WORK ITEM
Where the records below have a line with "ConduitConfig", that line is to be copied.

[Collected data]
******

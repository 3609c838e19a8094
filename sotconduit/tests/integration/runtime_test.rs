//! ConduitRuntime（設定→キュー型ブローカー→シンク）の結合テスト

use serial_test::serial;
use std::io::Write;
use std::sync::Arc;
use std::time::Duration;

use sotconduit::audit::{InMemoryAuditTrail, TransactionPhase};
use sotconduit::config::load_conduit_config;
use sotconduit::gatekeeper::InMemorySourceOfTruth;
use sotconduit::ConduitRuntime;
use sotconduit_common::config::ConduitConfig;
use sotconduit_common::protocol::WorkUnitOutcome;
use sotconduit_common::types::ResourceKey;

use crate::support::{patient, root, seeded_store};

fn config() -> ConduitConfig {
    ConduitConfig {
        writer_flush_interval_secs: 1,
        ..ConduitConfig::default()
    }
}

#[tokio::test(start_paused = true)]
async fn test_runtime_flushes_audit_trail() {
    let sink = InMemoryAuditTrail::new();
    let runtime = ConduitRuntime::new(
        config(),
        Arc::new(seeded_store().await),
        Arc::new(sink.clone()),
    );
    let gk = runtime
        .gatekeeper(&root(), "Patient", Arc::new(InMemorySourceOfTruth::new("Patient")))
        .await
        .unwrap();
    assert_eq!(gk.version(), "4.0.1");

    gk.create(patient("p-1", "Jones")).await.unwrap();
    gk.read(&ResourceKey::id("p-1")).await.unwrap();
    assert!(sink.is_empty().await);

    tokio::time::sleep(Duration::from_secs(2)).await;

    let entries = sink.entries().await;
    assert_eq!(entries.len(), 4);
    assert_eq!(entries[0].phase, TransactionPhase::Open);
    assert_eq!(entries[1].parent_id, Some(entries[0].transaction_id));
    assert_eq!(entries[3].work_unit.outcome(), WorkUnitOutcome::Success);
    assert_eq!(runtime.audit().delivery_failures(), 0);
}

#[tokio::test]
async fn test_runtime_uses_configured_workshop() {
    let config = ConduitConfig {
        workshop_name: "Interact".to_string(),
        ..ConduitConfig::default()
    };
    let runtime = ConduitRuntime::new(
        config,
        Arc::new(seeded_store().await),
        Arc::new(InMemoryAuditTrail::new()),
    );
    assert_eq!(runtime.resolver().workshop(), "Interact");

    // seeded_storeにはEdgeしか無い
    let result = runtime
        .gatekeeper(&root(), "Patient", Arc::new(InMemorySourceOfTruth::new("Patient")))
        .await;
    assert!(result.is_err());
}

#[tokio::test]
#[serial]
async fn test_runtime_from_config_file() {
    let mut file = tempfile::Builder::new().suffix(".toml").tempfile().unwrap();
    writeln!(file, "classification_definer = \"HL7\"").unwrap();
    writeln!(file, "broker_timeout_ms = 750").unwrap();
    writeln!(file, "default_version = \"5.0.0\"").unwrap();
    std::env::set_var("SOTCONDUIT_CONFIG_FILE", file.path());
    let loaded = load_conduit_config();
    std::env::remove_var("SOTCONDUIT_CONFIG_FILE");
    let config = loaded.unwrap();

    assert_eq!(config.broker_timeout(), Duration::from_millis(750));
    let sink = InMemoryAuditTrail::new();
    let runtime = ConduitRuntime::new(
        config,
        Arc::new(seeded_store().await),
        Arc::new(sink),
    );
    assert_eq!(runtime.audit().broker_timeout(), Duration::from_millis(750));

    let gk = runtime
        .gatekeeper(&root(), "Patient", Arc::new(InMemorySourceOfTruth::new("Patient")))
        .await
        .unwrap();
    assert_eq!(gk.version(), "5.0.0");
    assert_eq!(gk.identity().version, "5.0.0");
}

******

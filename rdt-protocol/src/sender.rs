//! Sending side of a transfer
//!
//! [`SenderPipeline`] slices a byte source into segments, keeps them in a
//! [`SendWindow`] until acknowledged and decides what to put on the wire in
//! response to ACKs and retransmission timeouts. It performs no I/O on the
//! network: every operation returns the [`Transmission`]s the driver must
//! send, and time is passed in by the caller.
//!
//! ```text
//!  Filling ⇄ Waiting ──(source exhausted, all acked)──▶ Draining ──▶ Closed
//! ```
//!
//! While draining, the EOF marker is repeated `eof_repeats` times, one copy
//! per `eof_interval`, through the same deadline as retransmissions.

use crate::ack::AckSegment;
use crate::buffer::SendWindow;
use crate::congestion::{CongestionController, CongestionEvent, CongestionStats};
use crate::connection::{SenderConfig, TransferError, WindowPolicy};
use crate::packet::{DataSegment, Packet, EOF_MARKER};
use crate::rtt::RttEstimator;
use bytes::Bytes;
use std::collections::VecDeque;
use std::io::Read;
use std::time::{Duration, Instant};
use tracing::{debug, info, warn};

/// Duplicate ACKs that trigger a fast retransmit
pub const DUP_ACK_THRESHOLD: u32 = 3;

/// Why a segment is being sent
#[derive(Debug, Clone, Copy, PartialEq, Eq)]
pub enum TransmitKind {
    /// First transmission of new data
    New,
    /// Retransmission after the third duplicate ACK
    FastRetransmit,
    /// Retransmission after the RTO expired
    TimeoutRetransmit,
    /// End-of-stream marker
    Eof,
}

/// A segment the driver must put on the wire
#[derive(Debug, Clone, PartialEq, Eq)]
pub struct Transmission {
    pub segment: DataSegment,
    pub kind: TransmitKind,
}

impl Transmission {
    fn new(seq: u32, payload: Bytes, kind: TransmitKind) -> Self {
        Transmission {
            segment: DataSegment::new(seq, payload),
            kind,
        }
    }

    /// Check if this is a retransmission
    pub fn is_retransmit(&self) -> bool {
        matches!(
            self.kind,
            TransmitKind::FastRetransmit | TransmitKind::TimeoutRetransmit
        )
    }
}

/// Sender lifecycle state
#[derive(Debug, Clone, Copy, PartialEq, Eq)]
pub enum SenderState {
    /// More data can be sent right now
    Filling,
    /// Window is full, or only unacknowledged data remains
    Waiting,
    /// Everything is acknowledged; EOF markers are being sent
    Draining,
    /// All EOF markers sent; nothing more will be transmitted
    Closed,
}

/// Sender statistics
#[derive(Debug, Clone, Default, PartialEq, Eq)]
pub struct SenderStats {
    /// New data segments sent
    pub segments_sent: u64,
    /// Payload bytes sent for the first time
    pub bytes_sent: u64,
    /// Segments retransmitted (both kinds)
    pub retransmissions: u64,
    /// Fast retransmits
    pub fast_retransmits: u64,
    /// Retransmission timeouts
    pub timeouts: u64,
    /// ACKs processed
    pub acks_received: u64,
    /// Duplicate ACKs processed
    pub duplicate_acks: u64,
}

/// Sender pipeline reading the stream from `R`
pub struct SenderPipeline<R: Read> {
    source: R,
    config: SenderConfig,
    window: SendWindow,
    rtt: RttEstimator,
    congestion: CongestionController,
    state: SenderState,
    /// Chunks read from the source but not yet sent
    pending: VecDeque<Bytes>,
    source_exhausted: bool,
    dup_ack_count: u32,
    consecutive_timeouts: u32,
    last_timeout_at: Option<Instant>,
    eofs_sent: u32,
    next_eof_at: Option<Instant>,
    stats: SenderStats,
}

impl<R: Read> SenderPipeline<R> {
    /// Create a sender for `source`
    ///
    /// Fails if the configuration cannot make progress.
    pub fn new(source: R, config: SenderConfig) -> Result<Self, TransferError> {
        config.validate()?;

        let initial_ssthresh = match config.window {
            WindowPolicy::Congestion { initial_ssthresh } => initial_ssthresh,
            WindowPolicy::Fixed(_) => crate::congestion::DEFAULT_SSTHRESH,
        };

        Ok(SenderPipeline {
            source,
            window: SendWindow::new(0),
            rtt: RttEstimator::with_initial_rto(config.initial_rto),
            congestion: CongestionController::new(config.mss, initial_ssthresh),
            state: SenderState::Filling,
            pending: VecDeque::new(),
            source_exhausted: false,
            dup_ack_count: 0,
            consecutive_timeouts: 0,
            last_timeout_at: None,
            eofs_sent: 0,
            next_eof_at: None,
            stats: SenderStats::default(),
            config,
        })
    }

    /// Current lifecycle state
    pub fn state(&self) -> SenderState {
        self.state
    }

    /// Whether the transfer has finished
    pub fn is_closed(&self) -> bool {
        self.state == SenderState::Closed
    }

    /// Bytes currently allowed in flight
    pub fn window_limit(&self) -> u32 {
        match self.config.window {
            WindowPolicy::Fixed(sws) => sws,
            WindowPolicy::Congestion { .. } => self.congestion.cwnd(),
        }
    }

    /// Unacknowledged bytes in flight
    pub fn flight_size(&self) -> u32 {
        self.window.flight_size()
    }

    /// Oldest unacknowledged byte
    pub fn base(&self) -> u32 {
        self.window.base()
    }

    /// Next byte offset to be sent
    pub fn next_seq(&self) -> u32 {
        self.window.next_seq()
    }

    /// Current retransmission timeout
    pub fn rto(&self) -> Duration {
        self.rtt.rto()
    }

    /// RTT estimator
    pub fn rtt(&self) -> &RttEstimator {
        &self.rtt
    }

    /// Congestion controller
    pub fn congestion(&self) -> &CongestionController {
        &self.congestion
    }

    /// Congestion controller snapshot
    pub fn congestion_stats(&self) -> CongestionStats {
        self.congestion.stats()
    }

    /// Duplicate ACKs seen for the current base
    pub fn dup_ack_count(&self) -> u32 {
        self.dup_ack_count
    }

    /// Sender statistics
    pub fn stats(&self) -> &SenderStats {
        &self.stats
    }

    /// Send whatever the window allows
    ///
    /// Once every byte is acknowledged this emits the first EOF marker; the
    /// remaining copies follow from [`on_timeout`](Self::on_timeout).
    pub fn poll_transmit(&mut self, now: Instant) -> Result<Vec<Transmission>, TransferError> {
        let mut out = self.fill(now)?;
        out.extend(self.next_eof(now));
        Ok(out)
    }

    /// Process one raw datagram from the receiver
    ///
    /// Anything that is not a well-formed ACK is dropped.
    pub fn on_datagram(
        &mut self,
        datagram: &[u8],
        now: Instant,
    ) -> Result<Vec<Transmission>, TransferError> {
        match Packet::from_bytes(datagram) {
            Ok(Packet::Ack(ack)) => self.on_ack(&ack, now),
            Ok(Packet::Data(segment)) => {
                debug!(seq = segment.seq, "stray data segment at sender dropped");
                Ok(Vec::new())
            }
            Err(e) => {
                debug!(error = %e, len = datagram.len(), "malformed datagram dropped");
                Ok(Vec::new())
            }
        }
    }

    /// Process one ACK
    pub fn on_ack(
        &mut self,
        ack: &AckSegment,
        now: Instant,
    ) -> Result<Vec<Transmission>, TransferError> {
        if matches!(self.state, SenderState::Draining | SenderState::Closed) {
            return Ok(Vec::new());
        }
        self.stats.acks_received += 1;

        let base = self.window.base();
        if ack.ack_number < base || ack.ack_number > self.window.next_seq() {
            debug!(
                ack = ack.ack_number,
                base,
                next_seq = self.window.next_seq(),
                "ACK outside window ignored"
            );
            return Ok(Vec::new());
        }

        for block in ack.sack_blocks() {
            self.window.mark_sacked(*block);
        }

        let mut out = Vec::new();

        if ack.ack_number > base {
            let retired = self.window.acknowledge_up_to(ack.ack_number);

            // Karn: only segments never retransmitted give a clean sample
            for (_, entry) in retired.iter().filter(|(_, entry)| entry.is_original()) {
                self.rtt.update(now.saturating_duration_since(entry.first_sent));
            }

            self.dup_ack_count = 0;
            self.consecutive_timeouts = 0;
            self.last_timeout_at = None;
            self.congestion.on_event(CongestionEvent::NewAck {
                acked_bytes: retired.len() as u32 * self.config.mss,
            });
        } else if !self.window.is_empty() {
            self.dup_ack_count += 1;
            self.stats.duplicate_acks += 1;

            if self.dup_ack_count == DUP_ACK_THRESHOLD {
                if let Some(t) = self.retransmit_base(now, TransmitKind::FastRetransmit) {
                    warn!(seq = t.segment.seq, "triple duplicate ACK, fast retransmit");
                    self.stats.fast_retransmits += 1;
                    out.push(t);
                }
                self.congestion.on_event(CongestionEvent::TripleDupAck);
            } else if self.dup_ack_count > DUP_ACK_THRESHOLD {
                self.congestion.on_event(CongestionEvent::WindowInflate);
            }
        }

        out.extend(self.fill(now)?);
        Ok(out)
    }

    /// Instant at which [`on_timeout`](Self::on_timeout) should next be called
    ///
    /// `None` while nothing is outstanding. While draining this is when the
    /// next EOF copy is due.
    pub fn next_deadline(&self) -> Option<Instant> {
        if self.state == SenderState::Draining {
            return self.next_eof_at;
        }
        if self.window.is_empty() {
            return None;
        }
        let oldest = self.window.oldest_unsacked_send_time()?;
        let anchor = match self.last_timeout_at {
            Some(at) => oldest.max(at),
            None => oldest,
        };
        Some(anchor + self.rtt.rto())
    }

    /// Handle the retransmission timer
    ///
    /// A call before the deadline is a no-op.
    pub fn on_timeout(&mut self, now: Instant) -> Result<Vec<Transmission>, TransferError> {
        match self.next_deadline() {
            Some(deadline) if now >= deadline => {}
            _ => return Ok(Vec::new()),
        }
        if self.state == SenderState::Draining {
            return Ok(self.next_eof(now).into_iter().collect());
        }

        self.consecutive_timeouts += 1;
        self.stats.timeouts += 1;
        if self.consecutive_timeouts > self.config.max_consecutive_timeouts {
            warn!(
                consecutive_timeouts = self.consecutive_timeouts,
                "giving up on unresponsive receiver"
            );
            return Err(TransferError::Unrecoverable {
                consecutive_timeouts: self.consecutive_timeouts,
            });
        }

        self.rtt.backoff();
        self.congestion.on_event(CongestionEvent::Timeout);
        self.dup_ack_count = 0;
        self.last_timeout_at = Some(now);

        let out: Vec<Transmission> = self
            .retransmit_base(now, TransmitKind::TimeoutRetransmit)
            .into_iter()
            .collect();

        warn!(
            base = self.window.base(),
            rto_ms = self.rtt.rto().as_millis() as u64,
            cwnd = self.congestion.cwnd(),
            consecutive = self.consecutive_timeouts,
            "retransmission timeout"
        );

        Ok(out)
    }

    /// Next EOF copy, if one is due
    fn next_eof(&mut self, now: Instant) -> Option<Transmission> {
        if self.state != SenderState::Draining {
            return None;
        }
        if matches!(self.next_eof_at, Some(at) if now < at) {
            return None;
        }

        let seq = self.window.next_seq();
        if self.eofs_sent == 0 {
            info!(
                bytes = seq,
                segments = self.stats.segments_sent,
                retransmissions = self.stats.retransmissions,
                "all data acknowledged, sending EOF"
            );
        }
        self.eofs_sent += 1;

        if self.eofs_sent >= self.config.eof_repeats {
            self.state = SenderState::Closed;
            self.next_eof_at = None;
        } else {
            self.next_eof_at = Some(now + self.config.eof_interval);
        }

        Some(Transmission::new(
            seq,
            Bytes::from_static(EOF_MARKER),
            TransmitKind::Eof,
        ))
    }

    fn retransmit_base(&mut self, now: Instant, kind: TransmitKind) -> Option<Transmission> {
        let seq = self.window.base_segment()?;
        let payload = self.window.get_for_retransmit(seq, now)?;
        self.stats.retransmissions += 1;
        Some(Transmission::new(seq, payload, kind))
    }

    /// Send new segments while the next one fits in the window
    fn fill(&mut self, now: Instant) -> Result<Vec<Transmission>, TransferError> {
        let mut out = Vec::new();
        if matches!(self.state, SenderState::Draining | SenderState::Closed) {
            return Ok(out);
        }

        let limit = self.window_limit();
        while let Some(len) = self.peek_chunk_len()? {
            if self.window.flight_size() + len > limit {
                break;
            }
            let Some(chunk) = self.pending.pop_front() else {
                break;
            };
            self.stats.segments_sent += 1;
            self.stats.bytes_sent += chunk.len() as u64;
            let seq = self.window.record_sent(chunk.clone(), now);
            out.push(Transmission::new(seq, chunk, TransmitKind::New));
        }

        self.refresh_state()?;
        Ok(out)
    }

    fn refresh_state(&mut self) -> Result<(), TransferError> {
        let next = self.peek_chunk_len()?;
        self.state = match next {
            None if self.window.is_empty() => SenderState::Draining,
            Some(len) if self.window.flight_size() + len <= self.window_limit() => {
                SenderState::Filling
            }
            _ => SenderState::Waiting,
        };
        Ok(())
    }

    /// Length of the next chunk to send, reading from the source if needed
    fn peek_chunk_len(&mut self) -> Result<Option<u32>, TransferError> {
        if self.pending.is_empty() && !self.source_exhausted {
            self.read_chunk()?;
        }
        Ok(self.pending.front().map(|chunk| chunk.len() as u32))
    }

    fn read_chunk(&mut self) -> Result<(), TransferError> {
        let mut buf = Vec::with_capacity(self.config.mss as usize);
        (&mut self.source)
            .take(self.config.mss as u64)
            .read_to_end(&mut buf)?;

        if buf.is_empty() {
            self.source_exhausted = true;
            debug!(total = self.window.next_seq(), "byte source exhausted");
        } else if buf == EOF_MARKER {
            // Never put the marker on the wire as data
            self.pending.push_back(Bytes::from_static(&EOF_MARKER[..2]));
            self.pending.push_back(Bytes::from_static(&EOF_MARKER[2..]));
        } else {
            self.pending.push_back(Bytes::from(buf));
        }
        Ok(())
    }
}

******

YOUR SOLUTION
use sotconduit_common::config::ConduitConfig;
fn config() -> ConduitConfig {
    ConduitConfig {
        ..ConduitConfig::default()
    let config = ConduitConfig {
        ..ConduitConfig::default()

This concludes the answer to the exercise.